#### Supplied data ####

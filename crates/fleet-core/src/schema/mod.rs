//! Schema types shared between the transport layer and the plugins
//!
//! These are value types: the transport layer owns the real account and
//! group objects, plugins only hold these references for the duration of a
//! run or a request lifecycle.

mod account;
mod group;
mod request;
mod target;

pub use account::Account;
pub use group::GroupRef;
pub use request::{
    DEFAULT_EXPIRE_MINUTES, REQUEST_ID_LEN, RequestKind, RequestRecord, RequestStatus,
    generate_request_id,
};
pub use target::{ForwardTarget, NotifyTarget, TargetParseError};
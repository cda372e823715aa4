//! Configuration for the leave_duplicate plugin

use super::planner::StayPolicy;
use crate::plugin::PluginError;
use fleet_core::toml;
use std::time::Duration;

/// Courtesy message posted by the staying account before the others leave
pub const DEFAULT_NOTICE: &str = "Several bots of this fleet are in this group. \
To avoid duplicate replies, only this one will stay. Thanks for understanding!";

/// Configuration parsed from `[plugins.leave_duplicate]`
#[derive(Debug, Clone)]
pub struct LeaveDuplicateConfig {
    pub enabled: bool,
    /// Quiet period after the last trigger before a run starts
    pub debounce: Duration,
    /// Bounds of the random pause between plan entries
    pub min_delay: Duration,
    pub max_delay: Duration,
    /// Per-account membership fetch timeout
    pub fetch_timeout: Duration,
    pub stay_policy: StayPolicy,
    pub notice: String,
}

impl LeaveDuplicateConfig {
    /// Parse configuration from TOML table
    ///
    /// # Errors
    ///
    /// Returns `PluginError::Config` for an unknown stay policy or inverted
    /// delay bounds.
    pub fn from_toml(table: &toml::Table) -> Result<Self, PluginError> {
        let defaults = Self::default();

        let enabled = table
            .get("enabled")
            .and_then(|v| v.as_bool())
            .unwrap_or(defaults.enabled);

        let debounce = table
            .get("debounce_ms")
            .and_then(|v| v.as_integer())
            .map(|v| Duration::from_millis(v.max(0) as u64))
            .unwrap_or(defaults.debounce);

        let min_delay = secs_or(table, "min_delay_secs", defaults.min_delay);
        let max_delay = secs_or(table, "max_delay_secs", defaults.max_delay);
        if min_delay > max_delay {
            return Err(PluginError::Config {
                message: format!(
                    "min_delay_secs ({}) is greater than max_delay_secs ({})",
                    min_delay.as_secs(),
                    max_delay.as_secs()
                ),
            });
        }

        let fetch_timeout = secs_or(table, "fetch_timeout_secs", defaults.fetch_timeout);

        let stay_policy = match table.get("stay_policy").and_then(|v| v.as_str()) {
            Some(raw) => raw.parse::<StayPolicy>()?,
            None => defaults.stay_policy,
        };

        let notice = table
            .get("notice")
            .and_then(|v| v.as_str())
            .map(|s| s.to_string())
            .unwrap_or(defaults.notice);

        Ok(Self {
            enabled,
            debounce,
            min_delay,
            max_delay,
            fetch_timeout,
            stay_policy,
            notice,
        })
    }
}

fn secs_or(table: &toml::Table, key: &str, default: Duration) -> Duration {
    table
        .get(key)
        .and_then(|v| v.as_integer())
        .map(|v| Duration::from_secs(v.max(0) as u64))
        .unwrap_or(default)
}

impl Default for LeaveDuplicateConfig {
    fn default() -> Self {
        Self {
            enabled: true,
            debounce: Duration::from_millis(500),
            min_delay: Duration::from_secs(5),
            max_delay: Duration::from_secs(10),
            fetch_timeout: Duration::from_secs(30),
            stay_policy: StayPolicy::MostGroups,
            notice: DEFAULT_NOTICE.to_string(),
        }
    }
}
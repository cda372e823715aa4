//! Configuration types

use crate::schema::Account;
use serde::{Deserialize, Serialize};
use std::collections::HashMap;
use std::path::{Path, PathBuf};

/// Complete configuration
#[derive(Debug, Clone, Default, Serialize, Deserialize)]
pub struct Config {
    /// Core configuration
    #[serde(default)]
    pub core: CoreConfig,
    /// Accounts the daemon can reach directly: [[accounts]]
    #[serde(default)]
    pub accounts: Vec<AccountConfig>,
    /// Plugin-specific configuration sections: [plugins.<name>]
    #[serde(default)]
    pub plugins: HashMap<String, toml::Table>,
}

/// Core configuration
#[derive(Debug, Clone, Default, Serialize, Deserialize)]
pub struct CoreConfig {
    /// Directory for persisted plugin data (request records).
    /// Defaults to `<home>/.fleet/data`.
    #[serde(default, skip_serializing_if = "Option::is_none")]
    pub data_dir: Option<PathBuf>,
}

/// Connection details for one bot account
#[derive(Debug, Clone, PartialEq, Eq, Serialize, Deserialize)]
pub struct AccountConfig {
    pub id: String,
    pub platform: String,
    /// Protocol endpoint (e.g. OneBot HTTP API base URL)
    #[serde(default, skip_serializing_if = "Option::is_none")]
    pub endpoint: Option<String>,
    #[serde(default, skip_serializing_if = "Option::is_none")]
    pub access_token: Option<String>,
}

impl AccountConfig {
    pub fn account(&self) -> Account {
        Account::new(self.id.clone(), self.platform.clone())
    }
}

impl Config {
    /// Get a plugin's configuration section by name.
    /// Returns None if the plugin has no config section.
    pub fn plugin_config(&self, name: &str) -> Option<&toml::Table> {
        self.plugins.get(name)
    }

    /// Resolved data directory.
    pub fn data_dir(&self, home_dir: &Path) -> PathBuf {
        self.core
            .data_dir
            .clone()
            .unwrap_or_else(|| crate::home::runtime_dir(home_dir).join("data"))
    }

    /// Configured accounts of one platform, in file order.
    pub fn accounts_for(&self, platform: &str) -> impl Iterator<Item = &AccountConfig> {
        self.accounts.iter().filter(move |a| a.platform == platform)
    }
}
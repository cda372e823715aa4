//! Configuration resolution
//!
//! Resolves configuration from multiple sources with priority:
//! 1. Command-line flags (passed as parameters)
//! 2. Environment variables
//! 3. Explicit config file (`--config`)
//! 4. Global config (~/.config/fleet/config.toml)
//! 5. Defaults

mod discovery;
mod types;

pub use discovery::{ConfigError, ConfigOverrides, load_config_file, resolve_config};
pub use types::{AccountConfig, Config, CoreConfig};
#[cfg(test)]
mod tests {
    use super::*;
    use crate::adapter::{MockAdapter, MockCall};
    use crate::plugins::req_forward::MemoryRequestStore;
    use fleet_core::{ForwardTarget, RequestStatus};

    struct Fixture {
        forwarder: RequestForwarder,
        mock: MockAdapter,
        store: Arc<MemoryRequestStore>,
        bot: Account,
    }

    fn fixture(target: Option<&str>) -> Fixture {
        let mock = MockAdapter::new("onebot11");
        let mut adapters = AdapterRegistry::new();
        adapters.register(mock.clone());
        let accounts = Arc::new(AccountDirectory::new());
        let bot = Account::new("100", "onebot11");
        accounts.connect(bot.clone());

        let store = Arc::new(MemoryRequestStore::new());
        let config = ReqForwardConfig {
            target: target.map(|t| t.parse::<ForwardTarget>().unwrap()),
            superusers: vec!["root".into()],
            ..Default::default()
        };
        let forwarder = RequestForwarder::new(store.clone(), Arc::new(adapters), accounts, config);
        Fixture {
            forwarder,
            mock,
            store,
            bot,
        }
    }

    #[tokio::test]
    async fn test_friend_request_is_recorded_and_forwarded() {
        let f = fixture(Some("onebot11:555"));
        let now = Utc::now();
        let record = f
            .forwarder
            .on_friend_request(&f.bot, "42", "flag-1", now)
            .await
            .unwrap();

        assert_eq!(record.status, RequestStatus::Pending);
        assert_eq!(f.store.get(&record.id).await.unwrap(), Some(record.clone()));

        let notices = f.mock.notify_calls();
        assert_eq!(notices.len(), 1);
        let (sender, target, text) = &notices[0];
        assert_eq!(sender, "100");
        assert_eq!(
            target,
            &NotifyTarget::Group {
                group_id: "555".into()
            }
        );
        assert!(text.contains("42"));
        assert!(text.contains("30 minutes"));
        assert!(text.ends_with(&format!("confirm-req {}", record.id)));
    }

    #[tokio::test]
    async fn test_forward_prefers_member_of_target_group() {
        let f = fixture(Some("onebot11:555"));
        let member = Account::new("200", "onebot11");
        f.mock.set_memberships("100", vec![GroupRef::group("1")]);
        f.mock.set_memberships("200", vec![GroupRef::group("555")]);
        f.forwarder.accounts.connect(member);

        f.forwarder
            .on_friend_request(&f.bot, "42", "flag", Utc::now())
            .await
            .unwrap();

        let senders: Vec<String> = f.mock.notify_calls().into_iter().map(|(s, _, _)| s).collect();
        assert_eq!(senders, vec!["200".to_string()]);
    }

    #[tokio::test]
    async fn test_forward_falls_through_failing_sender() {
        let f = fixture(Some("onebot11:555"));
        f.mock.set_memberships("100", vec![GroupRef::group("555")]);
        f.mock.set_memberships("200", vec![GroupRef::group("1")]);
        f.forwarder.accounts.connect(Account::new("200", "onebot11"));
        f.mock.fail_notify_from("100");

        f.forwarder
            .on_friend_request(&f.bot, "42", "flag", Utc::now())
            .await
            .unwrap();

        let senders: Vec<String> = f.mock.notify_calls().into_iter().map(|(s, _, _)| s).collect();
        assert_eq!(senders, vec!["100".to_string(), "200".to_string()]);
    }

    #[tokio::test]
    async fn test_invite_notice_masks_group() {
        let f = fixture(Some("onebot11:private:9"));
        let record = f
            .forwarder
            .on_guild_invite(&f.bot, "42", &GroupRef::group("123456789"), "flag", Utc::now())
            .await
            .unwrap()
            .unwrap();
        assert_eq!(record.group_id.as_deref(), Some("123456789"));
        let text = &f.mock.notify_calls()[0].2;
        assert!(text.contains("12*****89"));
        assert!(!text.contains("123456789"));
    }

    #[tokio::test]
    async fn test_without_target_nothing_is_sent() {
        let f = fixture(None);
        f.forwarder
            .on_friend_request(&f.bot, "42", "flag", Utc::now())
            .await
            .unwrap();
        assert!(f.mock.calls().is_empty());
        assert_eq!(f.store.len().await.unwrap(), 1);
    }

    #[tokio::test]
    async fn test_confirm_by_requester() {
        let f = fixture(None);
        let now = Utc::now();
        let record = f.forwarder.on_friend_request(&f.bot, "42", "flag-1", now).await.unwrap();

        let outcome = f.forwarder.confirm(&record.id, "42", false, now).await;
        assert_eq!(outcome, ConfirmOutcome::Unknown);
        assert!(f.mock.calls().contains(&MockCall::ProcessRequest(
            f.bot.clone(),
            RequestKind::Friend,
            "flag-1".into(),
            true
        )));
        let stored = f.store.get(&record.id).await.unwrap().unwrap();
        assert_eq!(stored.status, RequestStatus::Confirmed);

        // Second attempt finds nothing
        assert_eq!(
            f.forwarder.confirm(&record.id, "42", false, now).await,
            ConfirmOutcome::NotFound
        );
    }

    #[tokio::test]
    async fn test_confirm_permissions() {
        let f = fixture(None);
        let now = Utc::now();
        let record = f.forwarder.on_friend_request(&f.bot, "42", "flag", now).await.unwrap();

        assert_eq!(
            f.forwarder.confirm(&record.id, "43", false, now).await,
            ConfirmOutcome::NoPermission
        );
        assert_eq!(
            f.forwarder.confirm(&record.id, "root", false, now).await,
            ConfirmOutcome::Unknown
        );
    }

    #[tokio::test]
    async fn test_confirm_expired_and_missing() {
        let f = fixture(None);
        let now = Utc::now();
        let record = f.forwarder.on_friend_request(&f.bot, "42", "flag", now).await.unwrap();

        let later = now + chrono::Duration::minutes(31);
        assert_eq!(
            f.forwarder.confirm(&record.id, "42", false, later).await,
            ConfirmOutcome::NotFound
        );
        assert_eq!(
            f.forwarder.confirm("nope", "42", true, now).await,
            ConfirmOutcome::NotFound
        );
    }

    #[tokio::test]
    async fn test_platform_rejection_keeps_record_pending() {
        let f = fixture(None);
        f.mock.set_process_result(Some(false));
        let now = Utc::now();
        let record = f.forwarder.on_friend_request(&f.bot, "42", "flag", now).await.unwrap();

        assert_eq!(
            f.forwarder.confirm(&record.id, "42", false, now).await,
            ConfirmOutcome::Rejected
        );
        let stored = f.store.get(&record.id).await.unwrap().unwrap();
        assert_eq!(stored.status, RequestStatus::Pending);
    }

    #[tokio::test]
    async fn test_adapter_failure_reports_failed() {
        let f = fixture(None);
        f.mock.set_fail_process(true);
        let now = Utc::now();
        let record = f.forwarder.on_friend_request(&f.bot, "42", "flag", now).await.unwrap();
        assert_eq!(
            f.forwarder.confirm(&record.id, "42", false, now).await,
            ConfirmOutcome::Failed
        );
    }

    #[tokio::test]
    async fn test_handle_confirm_command_replies() {
        let f = fixture(None);
        f.mock.set_process_result(Some(true));
        let now = Utc::now();
        let record = f.forwarder.on_friend_request(&f.bot, "42", "flag", now).await.unwrap();
        let reply_to = NotifyTarget::Private {
            user_id: "42".into(),
        };

        let outcome = f
            .forwarder
            .handle_confirm_command(&f.bot, "42", &record.id, false, &reply_to, now)
            .await;
        assert_eq!(outcome, ConfirmOutcome::Approved);
        let replies = f.mock.notify_calls();
        assert_eq!(replies.len(), 1);
        assert_eq!(replies[0].1, reply_to);
        assert_eq!(replies[0].2, "Request approved");
    }

    #[tokio::test]
    async fn test_sweep_removes_expired() {
        let f = fixture(None);
        let now = Utc::now();
        f.forwarder.on_friend_request(&f.bot, "1", "a", now).await.unwrap();
        f.forwarder
            .on_friend_request(&f.bot, "2", "b", now + chrono::Duration::minutes(20))
            .await
            .unwrap();
        let removed = f.forwarder.sweep(now + chrono::Duration::minutes(35)).await.unwrap();
        assert_eq!(removed, 1);
        assert_eq!(f.store.len().await.unwrap(), 1);
    }
}
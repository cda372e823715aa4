//! Graceful shutdown coordination for plugins

use crate::plugin::{PluginMetadata, SharedPlugin};
use anyhow::Result;
use std::time::Duration;
use tokio::time::timeout;
use tracing::{error, info, warn};

/// Perform graceful shutdown of all plugins.
///
/// Calls shutdown() on each plugin with a timeout. If a plugin exceeds the
/// timeout it is logged as a warning and shutdown continues for the rest.
/// The timeout also covers waiting for the plugin's run() to release it.
pub async fn graceful_shutdown(
    plugins: Vec<(PluginMetadata, SharedPlugin)>,
    shutdown_timeout: Duration,
) -> Result<()> {
    info!(
        "Beginning graceful shutdown of {} plugin(s) (timeout: {:?})",
        plugins.len(),
        shutdown_timeout
    );

    let mut success_count = 0;
    let mut timeout_count = 0;
    let mut error_count = 0;

    for (metadata, plugin_arc) in plugins {
        let plugin_name = metadata.name;
        info!("Shutting down plugin: {plugin_name}");

        let result = timeout(shutdown_timeout, async {
            let mut plugin = plugin_arc.lock().await;
            plugin.shutdown().await
        })
        .await;

        match result {
            Ok(Ok(())) => {
                info!("Plugin {plugin_name} shut down cleanly");
                success_count += 1;
            }
            Ok(Err(e)) => {
                error!("Plugin {plugin_name} shutdown failed: {e}");
                error_count += 1;
            }
            Err(_) => {
                warn!("Plugin {plugin_name} shutdown timed out after {shutdown_timeout:?}");
                timeout_count += 1;
            }
        }
    }

    info!(
        "Graceful shutdown complete: {success_count} success, {timeout_count} timeout, {error_count} error"
    );

    if error_count > 0 {
        anyhow::bail!("{error_count} plugin(s) failed to shut down cleanly");
    }
    Ok(())
}
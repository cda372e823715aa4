//! Friend / guild-invite request forwarding
//!
//! Requests received by any account are recorded and announced in a
//! moderator channel. A moderator (or the requester) confirms with
//! `confirm-req <id>` while the record is fresh.

mod config;
mod forwarder;
mod plugin;
mod store;

pub use config::ReqForwardConfig;
pub use forwarder::{CONFIRM_COMMAND, ConfirmOutcome, RequestForwarder};
pub use plugin::ReqForwardPlugin;
pub use store::{JsonFileRequestStore, MemoryRequestStore, RequestStore, StoreError};
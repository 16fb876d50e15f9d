use crate::model::{Edge, MindmapLayout, PositionedNode};
use std::collections::VecDeque;
use std::sync::Arc;
use tracing::trace;

pub const DEFAULT_HISTORY_CAPACITY: usize = 50;

/// Immutable capture of the node and edge lists.
///
/// Both lists are shared, so cloning a snapshot is cheap. Mutating goes through
/// [`Snapshot::nodes_mut`], which copies the node list only if it is shared.
#[derive(Debug, Clone, Default, PartialEq)]
pub struct Snapshot {
    nodes: Arc<Vec<PositionedNode>>,
    edges: Arc<Vec<Edge>>,
}

impl Snapshot {
    pub fn new(nodes: Vec<PositionedNode>, edges: Vec<Edge>) -> Self {
        Self {
            nodes: Arc::new(nodes),
            edges: Arc::new(edges),
        }
    }

    pub fn nodes(&self) -> &[PositionedNode] {
        &self.nodes
    }

    pub fn edges(&self) -> &[Edge] {
        &self.edges
    }

    pub fn nodes_mut(&mut self) -> &mut Vec<PositionedNode> {
        Arc::make_mut(&mut self.nodes)
    }

    pub fn to_layout(&self) -> MindmapLayout {
        MindmapLayout {
            nodes: self.nodes.to_vec(),
            edges: self.edges.to_vec(),
        }
    }

    /// True when both snapshots share the same underlying lists.
    pub fn shares_storage_with(&self, other: &Snapshot) -> bool {
        Arc::ptr_eq(&self.nodes, &other.nodes) && Arc::ptr_eq(&self.edges, &other.edges)
    }
}

impl From<MindmapLayout> for Snapshot {
    fn from(layout: MindmapLayout) -> Self {
        Self::new(layout.nodes, layout.edges)
    }
}

/// Bounded undo stack with a cursor. Entries past the cursor are the redo branch.
#[derive(Debug, Clone)]
pub struct History {
    entries: VecDeque<Snapshot>,
    cursor: usize,
    capacity: usize,
}

impl History {
    pub fn new(initial: Snapshot, capacity: usize) -> Self {
        let mut entries = VecDeque::with_capacity(capacity.max(1));
        entries.push_back(initial);
        Self {
            entries,
            cursor: 0,
            capacity: capacity.max(1),
        }
    }

    pub fn len(&self) -> usize {
        self.entries.len()
    }

    pub fn is_empty(&self) -> bool {
        self.entries.is_empty()
    }

    pub fn cursor(&self) -> usize {
        self.cursor
    }

    pub fn capacity(&self) -> usize {
        self.capacity
    }

    pub fn current(&self) -> &Snapshot {
        &self.entries[self.cursor]
    }

    pub fn can_undo(&self) -> bool {
        self.cursor > 0
    }

    pub fn can_redo(&self) -> bool {
        self.cursor + 1 < self.entries.len()
    }

    /// Drops the redo branch.
    pub fn truncate_redo(&mut self) {
        self.entries.truncate(self.cursor + 1);
    }

    /// Records `snapshot` after the cursor, dropping the redo branch and, past
    /// capacity, the oldest entry.
    pub fn push(&mut self, snapshot: Snapshot) {
        self.truncate_redo();
        self.entries.push_back(snapshot);
        self.cursor = self.entries.len() - 1;

        while self.entries.len() > self.capacity {
            self.entries.pop_front();
            self.cursor -= 1;
            trace!(capacity = self.capacity, "history full, dropped oldest snapshot");
        }
    }

    pub fn undo(&mut self) -> Option<&Snapshot> {
        if !self.can_undo() {
            return None;
        }
        self.cursor -= 1;
        Some(&self.entries[self.cursor])
    }

    pub fn redo(&mut self) -> Option<&Snapshot> {
        if !self.can_redo() {
            return None;
        }
        self.cursor += 1;
        Some(&self.entries[self.cursor])
    }

    /// Discards everything and starts over from `snapshot`.
    pub fn reset(&mut self, snapshot: Snapshot) {
        self.entries.clear();
        self.entries.push_back(snapshot);
        self.cursor = 0;
    }
}
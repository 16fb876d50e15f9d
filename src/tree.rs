use crate::model::{MindmapNode, NodeId};
use indextree::{Arena, NodeId as ArenaId};
use std::collections::{HashMap, HashSet};
use tracing::{debug, warn};

/// Flat-list index: `parentId -> children` and `id -> node`.
///
/// Duplicate ids keep the first occurrence; later ones are dropped.
pub struct TreeIndex<'a> {
    nodes: Vec<&'a MindmapNode>,
    by_id: HashMap<&'a str, usize>,
    children: HashMap<&'a str, Vec<usize>>,
    roots: Vec<usize>,
    duplicate_ids: Vec<NodeId>,
}

impl<'a> TreeIndex<'a> {
    pub fn new(input: &'a [MindmapNode]) -> Self {
        let mut nodes = Vec::with_capacity(input.len());
        let mut by_id = HashMap::with_capacity(input.len());
        let mut children: HashMap<&'a str, Vec<usize>> = HashMap::new();
        let mut roots = Vec::new();
        let mut duplicate_ids = Vec::new();

        for node in input {
            if by_id.contains_key(node.id.as_str()) {
                duplicate_ids.push(node.id.clone());
                continue;
            }

            let idx = nodes.len();
            by_id.insert(node.id.as_str(), idx);
            match node.parent_id.as_deref() {
                Some(parent) => children.entry(parent).or_default().push(idx),
                None => roots.push(idx),
            }
            nodes.push(node);
        }

        if !duplicate_ids.is_empty() {
            warn!(count = duplicate_ids.len(), "dropping duplicate node ids");
        }

        Self {
            nodes,
            by_id,
            children,
            roots,
            duplicate_ids,
        }
    }

    pub fn len(&self) -> usize {
        self.nodes.len()
    }

    pub fn is_empty(&self) -> bool {
        self.nodes.is_empty()
    }

    /// Deduplicated nodes in input order.
    pub fn nodes(&self) -> impl Iterator<Item = &'a MindmapNode> + '_ {
        self.nodes.iter().copied()
    }

    pub fn get(&self, id: &str) -> Option<&'a MindmapNode> {
        self.by_id.get(id).map(|&idx| self.nodes[idx])
    }

    /// Direct children of `parent` (`None` lists the root-looking nodes).
    pub fn children_of(&self, parent: Option<&str>) -> impl Iterator<Item = &'a MindmapNode> + '_ {
        self.child_indices(parent).iter().map(|&idx| self.nodes[idx])
    }

    fn child_indices(&self, parent: Option<&str>) -> &[usize] {
        match parent {
            Some(id) => self.children.get(id).map(Vec::as_slice).unwrap_or(&[]),
            None => &self.roots,
        }
    }

    /// The first node without a parent.
    pub fn root(&self) -> Option<&'a MindmapNode> {
        self.children_of(None).next()
    }

    pub fn duplicate_ids(&self) -> &[NodeId] {
        &self.duplicate_ids
    }
}

#[derive(Debug, Clone)]
pub struct ConceptNode<'a> {
    pub source: &'a MindmapNode,
    pub level: usize,
}

/// Reachable part of the input, materialized as an arena tree.
pub struct ConceptTree<'a> {
    pub arena: Arena<ConceptNode<'a>>,
    pub root: ArenaId,
    by_id: HashMap<&'a str, ArenaId>,
}

impl<'a> ConceptTree<'a> {
    /// Walks from the root with an explicit stack, assigning levels as it goes.
    ///
    /// Returns `None` when the input has no root. A node is attached at most
    /// once, so an input cycle can never be entered twice.
    pub fn build(index: &TreeIndex<'a>) -> Option<Self> {
        let root_source = index.root()?;

        let mut arena = Arena::new();
        let mut by_id = HashMap::with_capacity(index.len());
        let mut visited: HashSet<&str> = HashSet::with_capacity(index.len());

        let root = arena.new_node(ConceptNode {
            source: root_source,
            level: 0,
        });
        by_id.insert(root_source.id.as_str(), root);
        visited.insert(root_source.id.as_str());

        let mut stack = vec![root];
        while let Some(current) = stack.pop() {
            let source: &'a MindmapNode = arena[current].get().source;
            let level = arena[current].get().level;

            for child in index.children_of(Some(source.id.as_str())) {
                if !visited.insert(child.id.as_str()) {
                    warn!(node = %child.id, "node reached twice, skipping subtree");
                    continue;
                }

                let child_id = arena.new_node(ConceptNode {
                    source: child,
                    level: level + 1,
                });
                current.append(child_id, &mut arena);
                by_id.insert(child.id.as_str(), child_id);
                stack.push(child_id);
            }
        }

        debug!(reachable = by_id.len(), total = index.len(), "built concept tree");

        Some(Self { arena, root, by_id })
    }

    pub fn len(&self) -> usize {
        self.by_id.len()
    }

    pub fn is_empty(&self) -> bool {
        self.by_id.is_empty()
    }

    pub fn contains(&self, id: &str) -> bool {
        self.by_id.contains_key(id)
    }

    pub fn arena_id(&self, id: &str) -> Option<ArenaId> {
        self.by_id.get(id).copied()
    }

    pub fn node(&self, id: ArenaId) -> &ConceptNode<'a> {
        self.arena[id].get()
    }

    pub fn level(&self, id: &str) -> Option<usize> {
        self.arena_id(id).map(|aid| self.node(aid).level)
    }

    pub fn children(&self, id: ArenaId) -> impl Iterator<Item = ArenaId> + '_ {
        id.children(&self.arena)
    }

    pub fn is_leaf(&self, id: ArenaId) -> bool {
        self.arena[id].first_child().is_none()
    }

    /// Ids of every reachable node mapped to its distance from the root.
    pub fn levels(&self) -> HashMap<&'a str, usize> {
        self.by_id
            .iter()
            .map(|(&id, &aid)| (id, self.node(aid).level))
            .collect()
    }
}

/// What was dropped from the input while building the tree.
#[derive(Debug, Clone, Default, PartialEq, Eq)]
pub struct TreeDiagnostics {
    pub missing_root: bool,
    pub duplicate_ids: Vec<NodeId>,
    /// Parentless nodes after the first one.
    pub extra_roots: Vec<NodeId>,
    /// Nodes not reachable from the root, cycle members included.
    pub orphans: Vec<NodeId>,
}

impl TreeDiagnostics {
    pub fn collect(index: &TreeIndex<'_>, tree: Option<&ConceptTree<'_>>) -> Self {
        let root_id = index.root().map(|n| n.id.as_str());

        let extra_roots = index
            .children_of(None)
            .filter(|n| Some(n.id.as_str()) != root_id)
            .map(|n| n.id.clone())
            .collect();

        let orphans = index
            .nodes()
            .filter(|n| !tree.is_some_and(|t| t.contains(&n.id)))
            .map(|n| n.id.clone())
            .collect();

        Self {
            missing_root: root_id.is_none(),
            duplicate_ids: index.duplicate_ids().to_vec(),
            extra_roots,
            orphans,
        }
    }

    pub fn is_clean(&self) -> bool {
        !self.missing_root
            && self.duplicate_ids.is_empty()
            && self.extra_roots.is_empty()
            && self.orphans.is_empty()
    }
}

####

Task details — All that belongs in the answer is the lines from the start of the entries above through the line containing "pub use group::GroupRef;", each given exactly.

Answer to this exercise —
filename crates/fleet-core/src/schema/mod.rs
//! Schema types shared between the transport layer and the plugins
//!
//! These are value types: the transport layer owns the real account and
//! group objects, plugins only hold these references for the duration of a
//! run or a request lifecycle.

mod account;
mod group;
mod request;
mod target;

pub use account::Account;
pub use group::GroupRef;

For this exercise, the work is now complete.